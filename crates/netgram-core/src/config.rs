use std::default::Default;

use crate::constants::DEFAULT_RECV_CAPACITY;

/// Socket options applied once at construction time.
///
/// These are endpoint-local: changing a config after an endpoint is bound
/// has no effect on that endpoint. Address reuse and broadcast default to
/// enabled, matching the behavior callers of a plain datagram endpoint
/// usually want on a LAN.
#[derive(Clone, Debug)]
pub struct EndpointConfig {
    /// Allow rebinding a local address that is in `TIME_WAIT` or shared.
    /// Corresponds to the `SO_REUSEADDR` socket option.
    pub reuse_address: bool,
    /// Allow sending to broadcast addresses.
    /// Corresponds to the `SO_BROADCAST` socket option.
    pub broadcast: bool,
    /// Socket receive buffer size in bytes (None = use system default).
    /// Corresponds to the `SO_RCVBUF` socket option.
    pub recv_buffer_size: Option<usize>,
    /// Socket send buffer size in bytes (None = use system default).
    /// Corresponds to the `SO_SNDBUF` socket option.
    pub send_buffer_size: Option<usize>,
    /// Time-to-live for outgoing datagrams (None = use system default).
    /// Corresponds to the `IP_TTL` socket option.
    pub ttl: Option<u32>,
    /// Capacity in bytes of the buffer allocated by the default receive.
    pub default_recv_capacity: u16,
}

impl Default for EndpointConfig {
    fn default() -> Self {
        Self {
            reuse_address: true,
            broadcast: true,
            recv_buffer_size: None, // Use system default
            send_buffer_size: None, // Use system default
            ttl: None,              // Use system default
            default_recv_capacity: DEFAULT_RECV_CAPACITY,
        }
    }
}

#[cfg(test)]
mod tests {
    use super::*;

    #[test]
    fn default_enables_reuse_and_broadcast() {
        let config = EndpointConfig::default();
        assert!(config.reuse_address);
        assert!(config.broadcast);
        assert_eq!(config.recv_buffer_size, None);
        assert_eq!(config.send_buffer_size, None);
        assert_eq!(config.ttl, None);
        assert_eq!(config.default_recv_capacity, 1500);
    }
}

--------------------

What the task asks ▸ Search the listing above for "local" and copy every line that holds it.

Result ▸
/// These are endpoint-local: changing a config after an endpoint is bound
    /// Allow rebinding a local address that is in `TIME_WAIT` or shared.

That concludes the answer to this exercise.